Built around a riff unearthed from drummer Adam Spence’s back pocket, the song bloomed when frontman Jake Vickers began sketching lyrics inspired by the emotional sting of love and the metaphorical potential of, well, bees. What began as a loose concept about heartbreak soon became something warmer: a reflection on the odd comfort found in random, unfiltered exchanges. The beekeeper isn’t real. Neither is the pub. But the feeling? Unmistakably familiar.
Rather than piling on layers, The Zangwills lean into the track’s openness. A whistled demo of the lead melody reportedly kicked off the recording process, an unguarded moment that producer Mark Winterburn (Plan B, 5 Seconds of Summer) expanded into a track that radiates both vulnerability and strength. The result is breezy yet emotionally resonant, letting its subtle groove carry the weight of what isn’t said.

The band recorded at the historic Voltalab Studios (formerly Cargo Studios) where legends like Joy Division and The Fall etched their legacies.
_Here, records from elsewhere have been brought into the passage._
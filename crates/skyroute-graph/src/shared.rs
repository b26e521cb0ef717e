//! Copy-on-write graph handle for concurrent readers and writers.
//!
//! Searches run against an immutable snapshot, so a writer adding edges
//! never changes the adjacency a running search sees. Writers clone the
//! graph only while older snapshots are still alive.

use crate::edge::validate_weight;
use crate::error::{GraphError, SearchError};
use crate::graph::{NodeKey, RouteGraph};
use crate::route::Route;
use crate::search::{find_path_with, Heuristic, SearchOptions};
use std::borrow::Borrow;
use std::hash::Hash;
use std::sync::{Arc, PoisonError, RwLock};

/// A cloneable, thread-safe handle to a [`RouteGraph`].
#[derive(Debug)]
pub struct SharedGraph<N> {
    current: Arc<RwLock<Arc<RouteGraph<N>>>>,
}

impl<N> Clone for SharedGraph<N> {
    fn clone(&self) -> Self {
        Self {
            current: Arc::clone(&self.current),
        }
    }
}

impl<N: NodeKey> Default for SharedGraph<N> {
    fn default() -> Self {
        Self::new(RouteGraph::new())
    }
}

impl<N: NodeKey> SharedGraph<N> {
    pub fn new(graph: RouteGraph<N>) -> Self {
        Self {
            current: Arc::new(RwLock::new(Arc::new(graph))),
        }
    }

    /// Returns the current version of the graph.
    ///
    /// Later writes do not affect the returned snapshot.
    pub fn snapshot(&self) -> Arc<RouteGraph<N>> {
        // A panicking writer cannot leave a half-applied edge behind, so a
        // poisoned lock still guards a consistent graph.
        let guard = self.current.read().unwrap_or_else(PoisonError::into_inner);
        Arc::clone(&guard)
    }

    /// Adds or overwrites an edge in a new version of the graph.
    pub fn add_edge(
        &self,
        u: impl Into<N>,
        v: impl Into<N>,
        weight: f64,
    ) -> Result<(), GraphError> {
        let (u, v) = (u.into(), v.into());
        // Reject before make_mut so a bad weight never forks the graph
        validate_weight(&u, &v, weight)?;

        let mut guard = self.current.write().unwrap_or_else(PoisonError::into_inner);
        Arc::make_mut(&mut *guard).add_edge(u, v, weight)
    }

    /// Removes an edge in a new version of the graph.
    pub fn remove_edge<Q>(&self, u: &Q, v: &Q) -> Option<f64>
    where
        N: Borrow<Q>,
        Q: Hash + Eq + ?Sized,
    {
        let mut guard = self.current.write().unwrap_or_else(PoisonError::into_inner);
        Arc::make_mut(&mut *guard).remove_edge(u, v)
    }

    /// Searches the current snapshot.
    pub fn find_path<Q, H>(
        &self,
        start: &Q,
        goal: &Q,
        heuristic: &H,
        options: &SearchOptions,
    ) -> Result<Route<N>, SearchError>
    where
        N: Borrow<Q>,
        Q: Hash + Eq + std::fmt::Debug + ?Sized,
        H: Heuristic<N> + ?Sized,
    {
        let graph = self.snapshot();
        find_path_with(&*graph, start, goal, heuristic, options)
    }
}
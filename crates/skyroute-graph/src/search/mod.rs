//! A* route search.
//!
//! Each call owns its scratch state (scores, predecessors, frontier) and
//! only reads the graph, so any number of searches can share one graph.
//!
//! A call moves through `init -> expanding -> found | exhausted`, or stops
//! early with [`SearchError::Cancelled`] when a [`SearchOptions`] limit
//! fires. With [`ZeroHeuristic`] the search is Dijkstra's algorithm.

mod frontier;
mod heuristic;
mod options;

pub use heuristic::{EuclideanHeuristic, Heuristic, ZeroHeuristic};
pub use options::{CancelToken, SearchOptions};

use crate::error::{Endpoint, SearchError};
use crate::graph::{NodeId, NodeKey, RouteGraph};
use crate::route::Route;
use frontier::Frontier;
use std::borrow::Borrow;
use std::collections::{HashMap, HashSet};
use std::hash::Hash;
use std::time::Instant;
use tracing::{debug, trace, warn};

/// Finds the lowest-cost route from `start` to `goal`.
///
/// # Errors
///
/// - [`SearchError::UnknownNode`] if either endpoint is missing; nothing is searched.
/// - [`SearchError::NoPathExists`] if the endpoints are not connected.
/// - [`SearchError::InvalidHeuristic`] if `heuristic` returns a negative or
///   non-finite estimate.
/// - [`SearchError::CostOverflow`] if the search ran out of finite routes
///   after skipping at least one whose cost overflowed `f64`.
///
/// # Example
///
/// ```
/// use skyroute_graph::{find_path, RouteGraph, ZeroHeuristic};
///
/// let mut graph: RouteGraph<String> = RouteGraph::new();
/// graph.add_edge("depot", "park", 4.0).unwrap();
/// graph.add_edge("park", "harbor", 3.0).unwrap();
///
/// let route = find_path(&graph, "depot", "harbor", &ZeroHeuristic).unwrap();
/// assert_eq!(route.nodes(), ["depot", "park", "harbor"]);
/// assert_eq!(route.cost(), 7.0);
/// ```
pub fn find_path<N, Q, H>(
    graph: &RouteGraph<N>,
    start: &Q,
    goal: &Q,
    heuristic: &H,
) -> Result<Route<N>, SearchError>
where
    N: NodeKey + Borrow<Q>,
    Q: Hash + Eq + std::fmt::Debug + ?Sized,
    H: Heuristic<N> + ?Sized,
{
    find_path_with(graph, start, goal, heuristic, &SearchOptions::default())
}

/// Like [`find_path`], honoring the limits in `options`.
///
/// # Errors
///
/// Everything [`find_path`] returns, plus [`SearchError::Cancelled`] once a
/// limit fires.
pub fn find_path_with<N, Q, H>(
    graph: &RouteGraph<N>,
    start: &Q,
    goal: &Q,
    heuristic: &H,
    options: &SearchOptions,
) -> Result<Route<N>, SearchError>
where
    N: NodeKey + Borrow<Q>,
    Q: Hash + Eq + std::fmt::Debug + ?Sized,
    H: Heuristic<N> + ?Sized,
{
    let start_idx = graph
        .index_of(start)
        .ok_or_else(|| SearchError::unknown_node(Endpoint::Start, &start))?;
    let goal_idx = graph
        .index_of(goal)
        .ok_or_else(|| SearchError::unknown_node(Endpoint::Goal, &goal))?;

    if start_idx == goal_idx {
        return Ok(Route::stay(graph.label(start_idx).clone()));
    }

    let begin = Instant::now();
    debug!("Searching route {:?} -> {:?}", start, goal);

    let result = Search::new(graph, goal_idx, heuristic).run(start_idx, options);

    match &result {
        Ok(route) => debug!(
            "Route found: {} hops, cost {}, {} expanded in {:?}",
            route.hops(),
            route.cost(),
            route.expanded(),
            begin.elapsed()
        ),
        Err(e) => debug!("Search ended without route: {}", e),
    }
    result
}

/// Scratch state for one search call.
struct Search<'g, N, H: ?Sized> {
    graph: &'g RouteGraph<N>,
    goal: NodeId,
    heuristic: &'g H,

    /// Best known cost from the start. Missing means infinite.
    g_score: HashMap<NodeId, f64>,

    /// Predecessor on the best known path.
    came_from: HashMap<NodeId, NodeId>,

    /// Nodes already expanded with their current best cost.
    closed: HashSet<NodeId>,
}

impl<'g, N, H> Search<'g, N, H>
where
    N: NodeKey,
    H: Heuristic<N> + ?Sized,
{
    fn new(graph: &'g RouteGraph<N>, goal: NodeId, heuristic: &'g H) -> Self {
        Self {
            graph,
            goal,
            heuristic,
            g_score: HashMap::new(),
            came_from: HashMap::new(),
            closed: HashSet::new(),
        }
    }

    fn run(mut self, start: NodeId, options: &SearchOptions) -> Result<Route<N>, SearchError> {
        let mut frontier = Frontier::new();
        let mut expanded = 0usize;

        self.g_score.insert(start, 0.0);
        frontier.push(self.estimate(start)?, 0.0, start);

        // Set when a relaxation leaves the f64 range; the goal may lie beyond it
        let mut overflowed = false;

        while let Some(entry) = frontier.pop() {
            options.check_interrupted()?;

            let current = entry.node;
            let g = entry.g_score.into_inner();

            // A cheaper entry for this node was pushed after this one
            if self.g_score.get(&current).is_some_and(|&best| g > best) {
                continue;
            }
            if !self.closed.insert(current) {
                continue;
            }

            if current == self.goal {
                return Ok(self.reconstruct(start, expanded));
            }
            options.check_budget(expanded)?;
            expanded += 1;

            trace!(
                "Expanding {:?} (g = {}, f = {}, frontier = {})",
                self.graph.label(current),
                g,
                entry.f_score,
                frontier.len()
            );

            for (neighbor, weight) in self.graph.adjacent(current) {
                let tentative = g + weight;
                if !tentative.is_finite() {
                    warn!(
                        "Cost to {:?} via {:?} overflows",
                        self.graph.label(neighbor),
                        self.graph.label(current)
                    );
                    overflowed = true;
                    continue;
                }

                let improves = self
                    .g_score
                    .get(&neighbor)
                    .map_or(true, |&known| tentative < known);

                if improves {
                    self.came_from.insert(neighbor, current);
                    self.g_score.insert(neighbor, tentative);
                    // Reopen: only reachable with an inconsistent heuristic
                    self.closed.remove(&neighbor);

                    let f = tentative + self.estimate(neighbor)?;
                    frontier.push(f, tentative, neighbor);
                }
            }
        }

        let start = format!("{:?}", self.graph.label(start));
        let goal = format!("{:?}", self.graph.label(self.goal));
        if overflowed {
            Err(SearchError::CostOverflow { start, goal })
        } else {
            Err(SearchError::NoPathExists { start, goal })
        }
    }

    fn estimate(&self, node: NodeId) -> Result<f64, SearchError> {
        let label = self.graph.label(node);
        let value = self.heuristic.estimate(label, self.graph.label(self.goal));
        if value.is_finite() && value >= 0.0 {
            Ok(value)
        } else {
            Err(SearchError::InvalidHeuristic {
                node: format!("{:?}", label),
                value,
            })
        }
    }

    /// Walks predecessors back from the goal.
    fn reconstruct(&self, start: NodeId, expanded: usize) -> Route<N> {
        let mut indexes = vec![self.goal];
        let mut current = self.goal;
        while current != start {
            match self.came_from.get(&current) {
                Some(&previous) => {
                    indexes.push(previous);
                    current = previous;
                }
                None => break,
            }
        }
        indexes.reverse();

        let leg_weights = indexes
            .windows(2)
            .map(|pair| self.graph.weight_between(pair[0], pair[1]).unwrap_or(0.0))
            .collect();
        let nodes = indexes
            .into_iter()
            .map(|index| self.graph.label(index).clone())
            .collect();

        Route::new(nodes, leg_weights, expanded)
    }
}
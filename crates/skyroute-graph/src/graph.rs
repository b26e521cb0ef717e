//! Core graph data structure.
//!
//! RouteGraph wraps an undirected petgraph graph and adds a label index
//! so callers can address nodes by their own identifiers. Every edge is
//! stored once and is visible from both endpoints, which keeps the
//! adjacency relation symmetric by construction.

use crate::edge::{validate_weight, GraphEdge};
use crate::error::GraphError;
use petgraph::graph::{NodeIndex, UnGraph};
use petgraph::visit::EdgeRef;
use serde::{Deserialize, Serialize};
use std::borrow::Borrow;
use std::collections::HashMap;
use std::fmt::Debug;
use std::hash::Hash;
use tracing::{debug, warn};

/// Internal node handle.
pub type NodeId = NodeIndex;

/// Anything that can identify a node: a label, an id, a coordinate key.
pub trait NodeKey: Clone + Eq + Hash + Debug {}

impl<T: Clone + Eq + Hash + Debug> NodeKey for T {}

/// A weighted undirected graph of route nodes.
///
/// Nodes are created implicitly by [`RouteGraph::add_edge`]. The graph is
/// read-only while a search runs; searches borrow it immutably.
#[derive(Debug, Clone)]
pub struct RouteGraph<N> {
    /// The underlying petgraph graph. Edge weights are traversal costs.
    graph: UnGraph<N, f64>,

    /// Maps node labels to graph indexes.
    index: HashMap<N, NodeId>,
}

impl<N: NodeKey> Default for RouteGraph<N> {
    fn default() -> Self {
        Self::new()
    }
}

impl<N: NodeKey> RouteGraph<N> {
    /// Creates a new empty graph.
    pub fn new() -> Self {
        Self {
            graph: UnGraph::default(),
            index: HashMap::new(),
        }
    }

    /// Builds a graph from a list of edges.
    ///
    /// Stops at the first invalid weight.
    pub fn from_edges<I>(edges: I) -> Result<Self, GraphError>
    where
        I: IntoIterator<Item = GraphEdge<N>>,
    {
        let mut graph = Self::new();
        for edge in edges {
            graph.add_edge(edge.from, edge.to, edge.weight)?;
        }
        Ok(graph)
    }

    /// Inserts or overwrites the undirected edge between `u` and `v`.
    ///
    /// Missing endpoints are created. A negative or non-finite weight is
    /// rejected and the graph is left untouched.
    pub fn add_edge(
        &mut self,
        u: impl Into<N>,
        v: impl Into<N>,
        weight: f64,
    ) -> Result<(), GraphError> {
        let (u, v) = (u.into(), v.into());
        let weight = match validate_weight(&u, &v, weight) {
            Ok(w) => w,
            Err(e) => {
                warn!("Rejected edge: {}", e);
                return Err(e);
            }
        };

        let a = self.ensure_node(u);
        let b = self.ensure_node(v);
        // update_edge matches either orientation on an undirected graph
        self.graph.update_edge(a, b, weight);

        debug!("Edge {:?} - {:?} = {}", self.graph[a], self.graph[b], weight);
        Ok(())
    }

    /// Removes the edge between `u` and `v`, returning its weight.
    ///
    /// Both endpoints stay in the graph.
    pub fn remove_edge<Q>(&mut self, u: &Q, v: &Q) -> Option<f64>
    where
        N: Borrow<Q>,
        Q: Hash + Eq + ?Sized,
    {
        let a = self.index_of(u)?;
        let b = self.index_of(v)?;
        let edge = self.graph.find_edge(a, b)?;
        self.graph.remove_edge(edge)
    }

    /// Returns true if the node exists.
    pub fn has_node<Q>(&self, node: &Q) -> bool
    where
        N: Borrow<Q>,
        Q: Hash + Eq + ?Sized,
    {
        self.index.contains_key(node)
    }

    /// Returns adjacent nodes mapped to edge weights.
    ///
    /// Empty if the node is absent or has no edges.
    pub fn neighbors<Q>(&self, node: &Q) -> HashMap<N, f64>
    where
        N: Borrow<Q>,
        Q: Hash + Eq + ?Sized,
    {
        let Some(index) = self.index_of(node) else {
            return HashMap::new();
        };

        self.adjacent(index)
            .map(|(other, weight)| (self.graph[other].clone(), weight))
            .collect()
    }

    /// Gets the weight of the edge between `u` and `v`.
    pub fn weight<Q>(&self, u: &Q, v: &Q) -> Option<f64>
    where
        N: Borrow<Q>,
        Q: Hash + Eq + ?Sized,
    {
        let a = self.index_of(u)?;
        let b = self.index_of(v)?;
        self.weight_between(a, b)
    }

    /// Returns the number of nodes.
    pub fn node_count(&self) -> usize {
        self.graph.node_count()
    }

    /// Returns the number of edges.
    pub fn edge_count(&self) -> usize {
        self.graph.edge_count()
    }

    /// Iterates over all nodes.
    pub fn nodes(&self) -> impl Iterator<Item = &N> {
        self.graph.node_weights()
    }

    /// Returns every edge once, in insertion order.
    pub fn edges(&self) -> Vec<GraphEdge<N>> {
        self.graph
            .edge_references()
            .map(|edge_ref| GraphEdge {
                from: self.graph[edge_ref.source()].clone(),
                to: self.graph[edge_ref.target()].clone(),
                weight: *edge_ref.weight(),
            })
            .collect()
    }

    /// Returns graph statistics.
    pub fn stats(&self) -> GraphStats {
        GraphStats {
            node_count: self.node_count(),
            edge_count: self.edge_count(),
        }
    }

    /// Gets the internal index for a node label.
    pub(crate) fn index_of<Q>(&self, node: &Q) -> Option<NodeId>
    where
        N: Borrow<Q>,
        Q: Hash + Eq + ?Sized,
    {
        self.index.get(node).copied()
    }

    /// Gets the label stored at an index.
    pub(crate) fn label(&self, index: NodeId) -> &N {
        &self.graph[index]
    }

    /// Iterates over `(neighbor, weight)` pairs of a node in edge-insertion
    /// order. Removing an edge moves the newest edge into its slot.
    pub(crate) fn adjacent(&self, index: NodeId) -> impl Iterator<Item = (NodeId, f64)> + '_ {
        // petgraph walks a node's edge list newest first
        let mut edges: Vec<_> = self.graph.edges(index).collect();
        edges.sort_by_key(|edge_ref| edge_ref.id());

        edges.into_iter().map(move |edge_ref| {
            let other = if edge_ref.source() == index {
                edge_ref.target()
            } else {
                edge_ref.source()
            };
            (other, *edge_ref.weight())
        })
    }

    pub(crate) fn weight_between(&self, a: NodeId, b: NodeId) -> Option<f64> {
        let edge = self.graph.find_edge(a, b)?;
        self.graph.edge_weight(edge).copied()
    }

    fn ensure_node(&mut self, node: N) -> NodeId {
        if let Some(&index) = self.index.get(&node) {
            return index;
        }
        let index = self.graph.add_node(node.clone());
        self.index.insert(node, index);
        index
    }
}

/// Graph statistics.
#[derive(Debug, Clone, Copy, PartialEq, Eq, Serialize, Deserialize)]
pub struct GraphStats {
    pub node_count: usize,
    pub edge_count: usize,
}
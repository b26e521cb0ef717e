//! SkyRoute CLI - Command-line interface for SkyRoute
//!
//! Plans delivery routes over a route network, either the built-in
//! delivery network or one loaded from a JSON file.

use clap::{Parser, Subcommand};
use colored::Colorize;
use std::path::PathBuf;
use tracing_subscriber::{layer::SubscriberExt, util::SubscriberInitExt};

mod commands;

use commands::HeuristicKind;

#[derive(Parser)]
#[command(name = "skyroute")]
#[command(author = "SkyRoute Contributors")]
#[command(version)]
#[command(about = "Lowest-cost route planning for drone deliveries", long_about = None)]
struct Cli {
    /// Enable verbose output
    #[arg(short, long, global = true)]
    verbose: bool,

    /// Network file (JSON); defaults to the built-in delivery network
    #[arg(short, long, global = true)]
    graph: Option<PathBuf>,

    #[command(subcommand)]
    command: Commands,
}

#[derive(Subcommand)]
enum Commands {
    /// Find the cheapest route between two nodes
    Route {
        /// Node to depart from
        start: String,

        /// Node to deliver to
        goal: String,

        /// Remaining-cost estimate used to guide the search
        #[arg(long, value_enum, default_value_t = HeuristicKind::Zero)]
        heuristic: HeuristicKind,

        /// Give up after this many milliseconds
        #[arg(long)]
        timeout_ms: Option<u64>,

        /// Output as JSON instead of formatted text
        #[arg(long)]
        json: bool,
    },

    /// List nodes and their connections
    Nodes,

    /// Write the network to a JSON file
    Export {
        /// Output file
        #[arg(short, long, default_value = "skyroute-network.json")]
        output: PathBuf,
    },
}

fn main() {
    let cli = Cli::parse();

    // Set up logging
    let filter = if cli.verbose { "debug" } else { "info" };
    tracing_subscriber::registry()
        .with(
            tracing_subscriber::fmt::layer()
                .with_writer(std::io::stderr)
                .with_target(false),
        )
        .with(tracing_subscriber::EnvFilter::new(filter))
        .init();

    let graph = cli.graph.as_deref();
    let result = match cli.command {
        Commands::Route {
            start,
            goal,
            heuristic,
            timeout_ms,
            json,
        } => commands::route(graph, &start, &goal, heuristic, timeout_ms, json),
        Commands::Nodes => commands::nodes(graph),
        Commands::Export { output } => commands::export(graph, &output),
    };

    if let Err(e) = result {
        eprintln!("{} {}", "error:".red().bold(), e);
        std::process::exit(1);
    }
}
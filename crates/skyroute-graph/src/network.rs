//! JSON network files.
//!
//! A network file lists undirected edges and, optionally, node positions
//! for the straight-line heuristic:
//!
//! ```json
//! {
//!   "edges": [{ "from": "A", "to": "B", "weight": 5.0 }],
//!   "positions": { "A": [0.0, 0.0], "B": [4.0, 3.0] }
//! }
//! ```

use crate::edge::GraphEdge;
use crate::error::GraphError;
use crate::graph::RouteGraph;
use crate::search::EuclideanHeuristic;
use serde::{Deserialize, Serialize};
use std::collections::BTreeMap;
use std::fs;
use std::path::Path;
use thiserror::Error;
use tracing::debug;

#[derive(Error, Debug)]
pub enum NetworkError {
    #[error("I/O error: {0}")]
    Io(#[from] std::io::Error),
    #[error("Invalid network file: {0}")]
    Json(#[from] serde_json::Error),
    #[error(transparent)]
    Graph(#[from] GraphError),
}

/// Serializable description of a route network.
#[derive(Debug, Clone, Default, PartialEq, Serialize, Deserialize)]
pub struct NetworkFile {
    pub edges: Vec<GraphEdge<String>>,

    #[serde(default, skip_serializing_if = "BTreeMap::is_empty")]
    pub positions: BTreeMap<String, [f64; 2]>,
}

impl NetworkFile {
    /// The drone delivery network: six stations, eight corridors.
    pub fn delivery() -> Self {
        let edges = [
            ("A", "B", 5.0),
            ("A", "C", 7.0),
            ("B", "C", 3.0),
            ("B", "D", 9.0),
            ("C", "D", 2.0),
            ("C", "E", 8.0),
            ("D", "F", 4.0),
            ("E", "F", 6.0),
        ]
        .into_iter()
        .map(|(from, to, weight)| GraphEdge::new(from, to, weight))
        .collect();

        Self {
            edges,
            positions: BTreeMap::new(),
        }
    }

    /// Reads a network file from disk.
    pub fn load<P: AsRef<Path>>(path: P) -> Result<Self, NetworkError> {
        let text = fs::read_to_string(path.as_ref())?;
        let network = Self::from_json(&text)?;
        debug!(
            "Loaded {} edges from {}",
            network.edges.len(),
            path.as_ref().display()
        );
        Ok(network)
    }

    /// Writes the network as pretty-printed JSON.
    pub fn save<P: AsRef<Path>>(&self, path: P) -> Result<(), NetworkError> {
        fs::write(path, self.to_json()?)?;
        Ok(())
    }

    pub fn from_json(text: &str) -> Result<Self, NetworkError> {
        Ok(serde_json::from_str(text)?)
    }

    pub fn to_json(&self) -> Result<String, NetworkError> {
        Ok(serde_json::to_string_pretty(self)?)
    }

    /// Exports a graph with its edges in a stable order.
    pub fn from_graph(graph: &RouteGraph<String>) -> Self {
        let mut edges: Vec<_> = graph.edges().into_iter().map(GraphEdge::normalized).collect();
        edges.sort_by(|a, b| a.from.cmp(&b.from).then_with(|| a.to.cmp(&b.to)));

        Self {
            edges,
            positions: BTreeMap::new(),
        }
    }

    /// Builds the graph, validating every edge.
    pub fn build_graph(&self) -> Result<RouteGraph<String>, NetworkError> {
        Ok(RouteGraph::from_edges(self.edges.iter().cloned())?)
    }

    /// Builds a straight-line heuristic from the recorded positions.
    pub fn heuristic(&self) -> EuclideanHeuristic<String> {
        let mut heuristic = EuclideanHeuristic::new();
        for (node, [x, y]) in &self.positions {
            heuristic.insert(node.clone(), *x, *y);
        }
        heuristic
    }
}
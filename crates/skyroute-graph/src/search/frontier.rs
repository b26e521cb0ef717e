//! Priority queue of nodes waiting to be expanded.
//!
//! Improving a node's score pushes a fresh entry instead of decreasing a
//! key in place, so a node may sit in the queue several times. The search
//! recognizes and skips the stale copies when they surface.

use crate::graph::NodeId;
use ordered_float::OrderedFloat;
use std::cmp::Ordering;
use std::collections::BinaryHeap;

#[derive(Debug, Clone, Copy, PartialEq, Eq)]
pub(crate) struct FrontierEntry {
    /// Priority: cost so far plus the heuristic estimate.
    pub(crate) f_score: OrderedFloat<f64>,
    /// Cost from the start when the entry was pushed.
    pub(crate) g_score: OrderedFloat<f64>,
    /// Insertion sequence number, unique per frontier.
    pub(crate) seq: u64,
    pub(crate) node: NodeId,
}

// BinaryHeap is a max-heap, so every comparison is reversed.
// Smaller f first, then smaller g, then earlier insertion.
impl Ord for FrontierEntry {
    fn cmp(&self, other: &Self) -> Ordering {
        other
            .f_score
            .cmp(&self.f_score)
            .then_with(|| other.g_score.cmp(&self.g_score))
            .then_with(|| other.seq.cmp(&self.seq))
    }
}

impl PartialOrd for FrontierEntry {
    fn partial_cmp(&self, other: &Self) -> Option<Ordering> {
        Some(self.cmp(other))
    }
}

#[derive(Debug, Default)]
pub(crate) struct Frontier {
    heap: BinaryHeap<FrontierEntry>,
    next_seq: u64,
}

impl Frontier {
    pub(crate) fn new() -> Self {
        Self::default()
    }

    pub(crate) fn push(&mut self, f_score: f64, g_score: f64, node: NodeId) {
        let entry = FrontierEntry {
            f_score: OrderedFloat(f_score),
            g_score: OrderedFloat(g_score),
            seq: self.next_seq,
            node,
        };
        self.next_seq += 1;
        self.heap.push(entry);
    }

    pub(crate) fn pop(&mut self) -> Option<FrontierEntry> {
        self.heap.pop()
    }

    pub(crate) fn len(&self) -> usize {
        self.heap.len()
    }
}
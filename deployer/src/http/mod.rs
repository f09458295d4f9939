//! HTTP clients for the registry and the issue tracker

pub mod client;
pub mod registry;
pub mod tracker;
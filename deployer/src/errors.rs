//! Error types for sqldeploy

use std::time::Duration;

use thiserror::Error;

/// Main error type for a deployment request
#[derive(Error, Debug)]
pub enum DeployError {
    #[error("IO error: {0}")]
    IoError(#[from] std::io::Error),

    #[error("JSON error: {0}")]
    JsonError(#[from] serde_json::Error),

    #[error("HTTP error: {0}")]
    HttpError(#[from] reqwest::Error),

    #[error("API error: {0}")]
    ApiError(String),

    #[error("Configuration error: {0}")]
    ConfigError(String),

    #[error("Restricted SQL: {fragment} found on line {line:?}")]
    RestrictedOperation { fragment: String, line: String },

    #[error("Database {0} is registered as production")]
    ProductionGuard(String),

    #[error("Database {target} is not registered for application {app}")]
    AppMismatch { target: String, app: String },

    #[error("Database {target} is not registered: {reason}")]
    NotRegistered { target: String, reason: String },

    #[error("SQL script {script} failed on {target} with error: {stderr}")]
    ScriptExecution {
        script: String,
        target: String,
        stderr: String,
    },

    #[error("Connection failed to {target}: {line}")]
    FatalAbort { target: String, line: String },

    #[error("SQL script {script} on {target} did not finish within {limit:?}")]
    Timeout {
        script: String,
        target: String,
        limit: Duration,
    },

    #[error("Invalid state transition: {0}")]
    StateError(String),

    #[error("Upload error: {0}")]
    UploadError(String),

    #[error("Internal error: {0}")]
    Internal(String),
}

impl DeployError {
    /// Whether the error only ends the current target, leaving sibling targets running
    pub fn is_target_scoped(&self) -> bool {
        matches!(
            self,
            DeployError::RestrictedOperation { .. }
                | DeployError::ProductionGuard(_)
                | DeployError::AppMismatch { .. }
                | DeployError::NotRegistered { .. }
                | DeployError::ScriptExecution { .. }
                | DeployError::FatalAbort { .. }
                | DeployError::Timeout { .. }
                | DeployError::HttpError(_)
                | DeployError::ApiError(_)
                | DeployError::IoError(_)
        )
    }

    /// Short stable name used in reports
    pub fn kind(&self) -> &'static str {
        match self {
            DeployError::IoError(_) => "io",
            DeployError::JsonError(_) => "json",
            DeployError::HttpError(_) => "http",
            DeployError::ApiError(_) => "api",
            DeployError::ConfigError(_) => "configuration",
            DeployError::RestrictedOperation { .. } => "restricted_operation",
            DeployError::ProductionGuard(_) => "production_guard",
            DeployError::AppMismatch { .. } => "app_mismatch",
            DeployError::NotRegistered { .. } => "not_registered",
            DeployError::ScriptExecution { .. } => "script_execution",
            DeployError::FatalAbort { .. } => "fatal_abort",
            DeployError::Timeout { .. } => "timeout",
            DeployError::StateError(_) => "state",
            DeployError::UploadError(_) => "upload",
            DeployError::Internal(_) => "internal",
        }
    }
}

impl From<anyhow::Error> for DeployError {
    fn from(err: anyhow::Error) -> Self {
        DeployError::Internal(err.to_string())
    }
}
While ‘Beers With The Beekeeper’ doesn’t try to emulate that influence directly, you can feel the ghost of the past nudging the band toward something timeless.
The track carries echoes of The Strokes’ early clarity and the lyrical charm of Arctic Monkeys without feeling derivative. There’s a knowingness in Jake’s delivery, a sly awareness of the absurdity of it all; because isn’t it often in those hazy pub moments, with someone you’ll never see again, that you finally say what you really mean?
As the band marches toward their debut album, ‘Beers With The Beekeeper’ feels like a decisive step; playful, poetic, and deeply rooted in their knack for capturing human connection in offbeat, cinematic detail. The Zangwills are building a little world where every song might just contain a stranger worth listening to.
It might be a made-up man in a made-up bar, but damn if it doesn’t feel real.